[Exercise requirements]:
Return the following from the records below: each line, word for word, starting with the line that contains "exit. Returns immediately." and going on through the line that contains "self.state.get()", with nothing outside that range.

[Source records — start]

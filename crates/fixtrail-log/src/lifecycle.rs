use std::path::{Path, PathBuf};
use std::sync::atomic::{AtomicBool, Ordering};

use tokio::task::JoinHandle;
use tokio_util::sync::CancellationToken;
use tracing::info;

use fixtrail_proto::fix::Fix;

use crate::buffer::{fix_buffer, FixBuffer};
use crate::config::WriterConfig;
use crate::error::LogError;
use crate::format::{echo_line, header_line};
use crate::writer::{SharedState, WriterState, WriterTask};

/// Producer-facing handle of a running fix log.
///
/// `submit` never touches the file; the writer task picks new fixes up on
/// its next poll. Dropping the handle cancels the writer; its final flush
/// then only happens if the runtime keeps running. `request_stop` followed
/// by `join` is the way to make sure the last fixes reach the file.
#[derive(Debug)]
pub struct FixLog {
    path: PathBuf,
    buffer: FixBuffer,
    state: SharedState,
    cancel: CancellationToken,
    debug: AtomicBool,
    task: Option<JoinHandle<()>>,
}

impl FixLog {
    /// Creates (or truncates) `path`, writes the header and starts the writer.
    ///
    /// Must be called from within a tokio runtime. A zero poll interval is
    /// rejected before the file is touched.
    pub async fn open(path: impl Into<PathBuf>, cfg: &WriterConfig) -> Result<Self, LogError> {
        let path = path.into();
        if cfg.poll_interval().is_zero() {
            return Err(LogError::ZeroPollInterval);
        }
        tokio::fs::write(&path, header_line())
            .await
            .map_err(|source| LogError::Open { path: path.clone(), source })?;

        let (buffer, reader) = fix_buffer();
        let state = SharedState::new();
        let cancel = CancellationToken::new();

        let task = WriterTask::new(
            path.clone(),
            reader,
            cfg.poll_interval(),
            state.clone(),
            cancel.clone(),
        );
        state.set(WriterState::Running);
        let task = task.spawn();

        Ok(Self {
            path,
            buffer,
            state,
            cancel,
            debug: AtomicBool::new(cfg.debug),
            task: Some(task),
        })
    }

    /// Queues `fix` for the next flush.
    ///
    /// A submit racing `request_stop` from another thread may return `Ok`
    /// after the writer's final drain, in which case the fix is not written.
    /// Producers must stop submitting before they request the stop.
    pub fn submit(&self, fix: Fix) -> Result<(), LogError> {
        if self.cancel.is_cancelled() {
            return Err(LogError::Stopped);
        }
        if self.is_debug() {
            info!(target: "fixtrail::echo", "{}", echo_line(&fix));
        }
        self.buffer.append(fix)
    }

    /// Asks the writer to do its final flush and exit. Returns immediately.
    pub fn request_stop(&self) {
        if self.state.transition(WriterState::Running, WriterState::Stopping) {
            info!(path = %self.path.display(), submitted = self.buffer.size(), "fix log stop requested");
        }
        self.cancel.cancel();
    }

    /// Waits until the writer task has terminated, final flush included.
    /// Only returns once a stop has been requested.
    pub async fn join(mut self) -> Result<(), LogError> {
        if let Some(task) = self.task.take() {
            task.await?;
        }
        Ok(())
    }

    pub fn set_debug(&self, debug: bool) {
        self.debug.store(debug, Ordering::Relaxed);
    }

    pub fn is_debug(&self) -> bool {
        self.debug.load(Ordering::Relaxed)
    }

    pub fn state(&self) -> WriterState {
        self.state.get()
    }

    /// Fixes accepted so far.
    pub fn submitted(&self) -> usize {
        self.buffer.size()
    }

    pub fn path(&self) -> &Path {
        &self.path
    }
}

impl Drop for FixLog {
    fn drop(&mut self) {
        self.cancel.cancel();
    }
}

[Source records — finish]
[Source records — start]

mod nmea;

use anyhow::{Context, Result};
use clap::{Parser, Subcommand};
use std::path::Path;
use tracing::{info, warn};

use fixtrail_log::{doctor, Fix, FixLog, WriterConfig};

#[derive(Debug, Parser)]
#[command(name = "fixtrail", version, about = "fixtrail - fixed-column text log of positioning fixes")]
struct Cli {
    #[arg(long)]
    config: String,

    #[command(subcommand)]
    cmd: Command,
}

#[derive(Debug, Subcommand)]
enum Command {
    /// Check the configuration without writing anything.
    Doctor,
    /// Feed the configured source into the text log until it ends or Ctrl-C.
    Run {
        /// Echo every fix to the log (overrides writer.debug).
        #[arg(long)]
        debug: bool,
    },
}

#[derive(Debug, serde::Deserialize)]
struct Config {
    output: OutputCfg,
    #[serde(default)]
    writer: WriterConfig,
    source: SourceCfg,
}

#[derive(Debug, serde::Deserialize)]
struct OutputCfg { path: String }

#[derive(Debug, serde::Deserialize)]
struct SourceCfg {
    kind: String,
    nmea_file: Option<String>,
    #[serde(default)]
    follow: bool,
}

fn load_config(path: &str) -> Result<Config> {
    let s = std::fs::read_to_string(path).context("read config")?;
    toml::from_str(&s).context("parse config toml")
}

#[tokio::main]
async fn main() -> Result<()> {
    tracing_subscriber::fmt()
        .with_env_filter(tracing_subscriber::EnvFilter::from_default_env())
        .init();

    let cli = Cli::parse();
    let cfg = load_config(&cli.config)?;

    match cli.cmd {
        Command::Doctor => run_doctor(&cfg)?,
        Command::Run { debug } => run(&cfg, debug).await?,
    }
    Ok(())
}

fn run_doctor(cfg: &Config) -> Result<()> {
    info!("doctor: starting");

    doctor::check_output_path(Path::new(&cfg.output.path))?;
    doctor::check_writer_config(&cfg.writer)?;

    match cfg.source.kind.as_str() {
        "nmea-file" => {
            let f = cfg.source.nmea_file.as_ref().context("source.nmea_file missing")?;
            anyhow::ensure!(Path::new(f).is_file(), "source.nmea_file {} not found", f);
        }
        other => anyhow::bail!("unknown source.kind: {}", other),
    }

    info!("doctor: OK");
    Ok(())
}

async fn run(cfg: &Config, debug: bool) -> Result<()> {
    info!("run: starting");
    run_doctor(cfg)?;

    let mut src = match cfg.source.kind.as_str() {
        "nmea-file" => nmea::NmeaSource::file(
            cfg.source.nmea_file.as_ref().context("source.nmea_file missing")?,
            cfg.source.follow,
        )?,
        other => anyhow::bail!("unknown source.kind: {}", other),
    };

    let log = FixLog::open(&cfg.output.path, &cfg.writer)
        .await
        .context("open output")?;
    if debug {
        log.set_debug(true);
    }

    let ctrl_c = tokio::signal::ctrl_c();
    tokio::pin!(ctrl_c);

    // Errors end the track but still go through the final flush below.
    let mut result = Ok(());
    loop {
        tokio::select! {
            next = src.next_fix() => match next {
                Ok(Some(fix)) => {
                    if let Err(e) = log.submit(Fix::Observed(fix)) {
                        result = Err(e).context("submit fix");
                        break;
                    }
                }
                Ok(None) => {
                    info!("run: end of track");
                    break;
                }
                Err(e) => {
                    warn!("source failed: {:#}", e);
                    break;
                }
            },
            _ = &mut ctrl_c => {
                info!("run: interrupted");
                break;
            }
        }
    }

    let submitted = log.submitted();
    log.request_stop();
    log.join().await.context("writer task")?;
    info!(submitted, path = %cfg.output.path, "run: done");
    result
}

[Source records — finish]
[Source records — start]

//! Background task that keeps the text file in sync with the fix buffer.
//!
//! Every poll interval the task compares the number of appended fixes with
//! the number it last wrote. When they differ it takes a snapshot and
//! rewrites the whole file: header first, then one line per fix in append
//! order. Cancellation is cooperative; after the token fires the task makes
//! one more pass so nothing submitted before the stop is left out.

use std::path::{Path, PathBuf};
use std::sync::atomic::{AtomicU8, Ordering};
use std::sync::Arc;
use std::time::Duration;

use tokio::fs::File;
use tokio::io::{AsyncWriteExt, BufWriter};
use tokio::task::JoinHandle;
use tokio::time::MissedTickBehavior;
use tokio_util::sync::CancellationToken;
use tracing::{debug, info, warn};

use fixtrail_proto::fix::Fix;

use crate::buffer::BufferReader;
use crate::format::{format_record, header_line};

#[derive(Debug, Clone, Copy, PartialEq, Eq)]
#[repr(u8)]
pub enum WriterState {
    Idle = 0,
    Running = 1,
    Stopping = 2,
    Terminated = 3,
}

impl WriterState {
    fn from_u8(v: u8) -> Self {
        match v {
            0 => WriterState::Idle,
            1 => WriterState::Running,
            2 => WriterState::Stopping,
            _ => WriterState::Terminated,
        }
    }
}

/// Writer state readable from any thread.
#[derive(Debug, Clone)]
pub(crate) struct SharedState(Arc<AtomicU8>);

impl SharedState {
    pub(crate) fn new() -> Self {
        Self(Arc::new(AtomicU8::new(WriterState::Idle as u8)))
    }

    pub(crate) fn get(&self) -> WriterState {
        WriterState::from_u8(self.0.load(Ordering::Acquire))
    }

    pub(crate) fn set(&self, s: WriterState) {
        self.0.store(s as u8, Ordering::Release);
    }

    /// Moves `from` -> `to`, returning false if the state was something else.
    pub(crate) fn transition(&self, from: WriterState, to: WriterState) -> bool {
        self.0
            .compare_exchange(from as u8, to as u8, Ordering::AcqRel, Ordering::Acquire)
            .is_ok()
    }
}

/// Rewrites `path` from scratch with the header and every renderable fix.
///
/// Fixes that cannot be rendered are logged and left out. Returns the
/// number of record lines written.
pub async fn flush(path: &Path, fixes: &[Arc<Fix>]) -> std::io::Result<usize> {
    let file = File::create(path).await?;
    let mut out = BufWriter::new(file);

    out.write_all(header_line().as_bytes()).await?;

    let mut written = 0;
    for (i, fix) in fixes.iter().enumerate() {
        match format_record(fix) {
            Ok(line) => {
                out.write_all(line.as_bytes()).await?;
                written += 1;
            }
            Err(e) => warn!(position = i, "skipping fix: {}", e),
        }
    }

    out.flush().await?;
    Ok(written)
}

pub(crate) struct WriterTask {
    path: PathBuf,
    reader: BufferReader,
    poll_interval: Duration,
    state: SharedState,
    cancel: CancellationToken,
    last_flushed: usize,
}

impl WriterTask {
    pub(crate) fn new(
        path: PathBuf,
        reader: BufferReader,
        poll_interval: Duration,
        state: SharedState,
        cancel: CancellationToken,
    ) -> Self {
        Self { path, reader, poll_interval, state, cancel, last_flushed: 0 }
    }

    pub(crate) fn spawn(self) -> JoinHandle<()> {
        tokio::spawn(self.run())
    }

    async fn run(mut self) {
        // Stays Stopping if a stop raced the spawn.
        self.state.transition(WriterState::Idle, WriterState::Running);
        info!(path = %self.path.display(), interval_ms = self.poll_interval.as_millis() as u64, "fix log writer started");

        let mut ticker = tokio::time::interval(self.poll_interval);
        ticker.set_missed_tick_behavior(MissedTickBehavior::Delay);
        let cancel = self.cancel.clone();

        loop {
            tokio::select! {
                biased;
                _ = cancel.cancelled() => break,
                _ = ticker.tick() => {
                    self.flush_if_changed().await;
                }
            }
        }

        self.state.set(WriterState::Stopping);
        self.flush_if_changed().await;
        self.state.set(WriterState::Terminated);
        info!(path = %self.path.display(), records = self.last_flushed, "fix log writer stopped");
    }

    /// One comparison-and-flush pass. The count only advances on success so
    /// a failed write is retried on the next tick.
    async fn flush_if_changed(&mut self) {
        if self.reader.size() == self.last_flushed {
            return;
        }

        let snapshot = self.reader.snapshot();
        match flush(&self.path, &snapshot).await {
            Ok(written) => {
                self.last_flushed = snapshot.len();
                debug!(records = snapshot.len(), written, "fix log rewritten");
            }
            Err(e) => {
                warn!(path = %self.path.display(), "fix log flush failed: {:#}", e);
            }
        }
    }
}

[Source records — finish]

[Output of the exercise]:
    /// Asks the writer to do its final flush and exit. Returns immediately.
    pub fn request_stop(&self) {
        if self.state.transition(WriterState::Running, WriterState::Stopping) {
            info!(path = %self.path.display(), submitted = self.buffer.size(), "fix log stop requested");
        }
        self.cancel.cancel();
    }

    /// Waits until the writer task has terminated, final flush included.
    /// Only returns once a stop has been requested.
    pub async fn join(mut self) -> Result<(), LogError> {
        if let Some(task) = self.task.take() {
            task.await?;
        }
        Ok(())
    }

    pub fn set_debug(&self, debug: bool) {
        self.debug.store(debug, Ordering::Relaxed);
    }

    pub fn is_debug(&self) -> bool {
        self.debug.load(Ordering::Relaxed)
    }

    pub fn state(&self) -> WriterState {
        self.state.get()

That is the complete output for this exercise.